In 2013, CertusBank, a nationally chartered bank with nearly $2 billion in assets, made a strategic investment in Monarch.

In April 2016, Klarberg represented NFL star Rob Gronkowski and launched with Monster Energy a signature beverage "Gronk" that will be distributed by Coca-Cola.

In 2016, Josh Klein became a partner in Monarch, whose clients include The Chainsmokers, Big Sean, Logic, DJ Snake and Kelly Rowland.

In January 2022, Klarberg sold Monarch Business & Wealth Management, a financial planning firm for high net-worth individuals, to MAI Capital Management, a company with $12.2B assets under management. Klarberg serves as Regional President and Senior Managing Director at MAI Capital Management. MIA Capital Management promoted Klarberg's son Matt Klarberg, whose clients include John Summit, Tokischa, and Devin Haney, to Managing Director of Entertainment.

==New York Yankees and Yankees Global Enterprises==
In September 2011, Klarberg became a Limited Partner of the New York Yankees. Teaming up with former Glencore oil commodities trader Ray Bartoszek, the two currently hold an ownership interest in Yankee Global Enterprises including a stake in the Yankees Entertainment & Sports Network (YES Network). In 2013, Klarberg also became an owner of Major League Soccer team New York City FC.

==Personal life==
Klarberg is a resident of Greenwich, Connecticut. He is currently married to charity consultant Sara Herbert-Galloway.

==Community involvement==

Klarberg is actively involved in various charity and community activities including the National Meningitis Association, the USO, and Homeland Security's Federal Enforcement Foundation. In 2011, Klarberg was selected as an Executive Committee Member of the USO Entertainment Advisory Council, which helps brings professional athletes and entertainers overseas to visit American soldiers.

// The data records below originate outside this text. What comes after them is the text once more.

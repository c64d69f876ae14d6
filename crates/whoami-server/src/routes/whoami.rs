use std::sync::Arc;

use axum::{
    extract::State,
    http::{header::USER_AGENT, Extensions, HeaderMap},
    response::IntoResponse,
    Json,
};
use serde::Serialize;

use whoami_core::VisitCounts;

use crate::{
    enrich::{geo, parse_user_agent, GeoLocation},
    error::AppError,
    state::AppState,
};

#[derive(Debug, Serialize)]
pub struct WhoAmIResponse {
    pub ip: String,
    pub browser: String,
    pub os: String,
    pub device: String,
    pub location: GeoLocation,
    pub visits: VisitCounts,
}

/// `GET /api/whoami` — describe the caller and count the visit.
///
/// ## Identity
/// The client key is the peer address, or the first `X-Forwarded-For` entry
/// when `WHOAMI_TRUST_PROXY=true`. A request with neither is counted under
/// the empty key.
///
/// ## Accounting
/// The increment runs on its own task: once started it completes even if the
/// client disconnects. A failing Redis store falls back to the file store.
///
/// ## Response
/// `200 OK` with `{ ip, browser, os, device, location, visits }`.
/// `500` with `{ "error": ... }` when no store could record the visit.
#[tracing::instrument(skip(state, headers, extensions))]
pub async fn whoami(
    State(state): State<Arc<AppState>>,
    headers: HeaderMap,
    extensions: Extensions,
) -> Result<impl IntoResponse, AppError> {
    let client = state.client_id(&headers, &extensions);

    if !state.check_rate_limit(&client).await {
        return Err(AppError::RateLimited);
    }

    let recording = {
        let accounting = Arc::clone(&state.accounting);
        let client = client.clone();
        tokio::spawn(async move { accounting.record(&client).await })
    };

    let user_agent = headers
        .get(USER_AGENT)
        .and_then(|v| v.to_str().ok())
        .unwrap_or("");
    let ua = parse_user_agent(user_agent);
    let location = geo::lookup_bounded(Arc::clone(&state.geo), client.as_str().to_string()).await;

    let visits = recording
        .await
        .map_err(|e| AppError::Internal(e.into()))??;

    Ok(Json(WhoAmIResponse {
        ip: client.into_string(),
        browser: ua
            .as_ref()
            .map(|u| u.browser_label())
            .unwrap_or_else(|| "Unknown".to_string()),
        os: ua
            .as_ref()
            .map(|u| u.os_label())
            .unwrap_or_else(|| "Unknown".to_string()),
        device: ua
            .as_ref()
            .map(|u| u.device_type.clone())
            .unwrap_or_else(|| "desktop".to_string()),
        location,
        visits,
    }))
}
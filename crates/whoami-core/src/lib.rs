pub mod client;
pub mod config;
pub mod error;
pub mod ledger;
pub mod store;

pub use client::{resolve_client_id, ClientId};
pub use ledger::{VisitCounts, VisitLedger, VisitTotals};
pub use store::CounterStore;
use std::path::Path;
use std::sync::Arc;

use axum::{http::HeaderValue, routing::get, Router};
use tower_http::{
    cors::{AllowOrigin, Any, CorsLayer},
    services::ServeDir,
    trace::TraceLayer,
};

use crate::{routes, state::AppState};

/// Construct the Axum [`Router`] with all routes and middleware attached.
///
/// Middleware is applied in outer-to-inner order (outermost runs first on
/// request, last on response):
///
/// 1. `TraceLayer`: structured request/response logging via `tracing`.
/// 2. `CorsLayer`: any origin, or the `WHOAMI_CORS_ORIGINS` allow list.
///
/// Paths outside the API are served from `WHOAMI_STATIC_DIR` when that
/// directory exists.
pub fn build_app(state: Arc<AppState>) -> Router {
    let mut router = Router::new()
        .route("/health", get(routes::health::health))
        .route("/api/whoami", get(routes::whoami::whoami))
        .route("/api/visits", get(routes::visits::visits));

    let static_dir = Path::new(&state.config.static_dir);
    if static_dir.is_dir() {
        router = router.fallback_service(ServeDir::new(static_dir));
    }

    router
        .layer(TraceLayer::new_for_http())
        .layer(cors_layer(&state.config.cors_origins))
        .with_state(state)
}

fn cors_layer(origins: &[String]) -> CorsLayer {
    let layer = CorsLayer::new().allow_methods(Any).allow_headers(Any);
    if origins.is_empty() {
        return layer.allow_origin(Any);
    }

    let allowed: Vec<HeaderValue> = origins
        .iter()
        .filter_map(|origin| match origin.parse() {
            Ok(value) => Some(value),
            Err(_) => {
                tracing::warn!(origin = %origin, "Ignoring invalid CORS origin");
                None
            }
        })
        .collect();
    layer.allow_origin(AllowOrigin::list(allowed))
}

In April 2012, Klarberg, along with Sara Herbert, was honored with the National Meningitis Association Nancy Ford Springer Inspiration Award for his long-standing support of NMA’s fight against the vaccine-preventable disease.

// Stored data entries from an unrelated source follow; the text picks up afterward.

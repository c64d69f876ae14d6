/// Re-export `Config` from `whoami-core` for use within this crate.
///
/// Environment parsing lives in `whoami-core` so integration tests can build
/// a `Config` without depending on the binary.
pub use whoami_core::config::Config;
use std::fmt;

use serde::{Deserialize, Serialize};

/// Canonical loopback literal every loopback form is folded into.
pub const LOOPBACK: &str = "127.0.0.1";

const IPV4_MAPPED_PREFIX: &str = "::ffff:";

/// Normalized key identifying a client for visit accounting.
///
/// Equality is exact string match. The empty key stands for "unknown client"
/// and is counted like any other.
#[derive(Debug, Clone, Default, PartialEq, Eq, Hash, PartialOrd, Ord, Serialize, Deserialize)]
#[serde(transparent)]
pub struct ClientId(String);

impl ClientId {
    /// Normalize a raw address into a client key.
    ///
    /// Strips an IPv4-in-IPv6 prefix and folds IPv6 loopback forms into
    /// [`LOOPBACK`]. Anything else is kept verbatim (after trimming), so
    /// malformed addresses still act as stable opaque keys.
    pub fn from_address(raw: &str) -> Self {
        let trimmed = raw.trim();
        let stripped = match trimmed.get(..IPV4_MAPPED_PREFIX.len()) {
            Some(prefix) if prefix.eq_ignore_ascii_case(IPV4_MAPPED_PREFIX) => {
                &trimmed[IPV4_MAPPED_PREFIX.len()..]
            }
            _ => trimmed,
        };
        if is_ipv6_loopback(stripped) {
            return Self(LOOPBACK.to_string());
        }
        Self(stripped.to_string())
    }

    pub fn as_str(&self) -> &str {
        &self.0
    }

    pub fn is_unknown(&self) -> bool {
        self.0.is_empty()
    }

    pub fn into_string(self) -> String {
        self.0
    }
}

impl fmt::Display for ClientId {
    fn fmt(&self, f: &mut fmt::Formatter<'_>) -> fmt::Result {
        f.write_str(&self.0)
    }
}

impl From<&str> for ClientId {
    fn from(raw: &str) -> Self {
        Self::from_address(raw)
    }
}

fn is_ipv6_loopback(addr: &str) -> bool {
    let unbracketed = addr.trim_start_matches('[').trim_end_matches(']');
    matches!(unbracketed, "::1" | "0:0:0:0:0:0:0:1")
}

/// Resolve the client key for a request.
///
/// `forwarded` is the raw `X-Forwarded-For` value and is honored only when
/// `trust_proxy` is set; its first comma-separated entry is the client.
/// Otherwise the transport peer address is used. With neither available the
/// result is the empty "unknown client" key.
pub fn resolve_client_id(forwarded: Option<&str>, peer: Option<&str>, trust_proxy: bool) -> ClientId {
    let declared = if trust_proxy {
        forwarded
            .and_then(|value| value.split(',').next())
            .map(str::trim)
    } else {
        None
    };

    match declared.or(peer) {
        Some(raw) => ClientId::from_address(raw),
        None => ClientId::default(),
    }
}
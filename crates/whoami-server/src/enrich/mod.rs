//! Best-effort descriptive attributes for a client: browser, OS and device
//! from the `User-Agent` header, approximate location from the IP.
//!
//! Nothing here can fail a request; unknown inputs produce empty attributes.

pub mod geo;
pub mod user_agent;

pub use geo::{GeoLocation, GeoResolver, MaxMindGeo, NoGeo};
pub use user_agent::{parse_user_agent, UserAgentInfo};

In 2012, Klarberg was selected as a member of the 2014 NY/NJ Super Bowl XLVIII Host Committee.

Klarberg and sons Matt and Ryan Klarberg were commissioned the honorary title Kentucky Colonel, the highest honor awarded by the Commonwealth of Kentucky, in 2012 by Kentucky Governor Steven Beshear, in recognition of their noteworthy accomplishments and outstanding service to the greater community.

In 2015, Klarberg gave the commencement address at alma mater Pace University to the undergraduate Class of 2015 and received an honorary doctorate degree. Klarberg also returned to Pace University as an Executive-in-Residence and a Lecturer-in-Residence at the Lubin School of Business. Klarberg is a member of the President's Council at Pace University.

Since 2017, Klarberg taught "Business Developments in Sports" in the Sport Management Program at the University of Michigan in Ann Arbor, which regularly features celebrity guest lecturers. In September 2024, Big Noon Kickoff featured Klarberg's sports management class in a segment starring Mark Ingram II and Urban Meyer. Also in September 2024, recording artist and DJ John Summit lectured at Klarberg's class.

In Fall 2024, Klarberg lectured at the London School of Economics as a three-part series discussing business development in sports.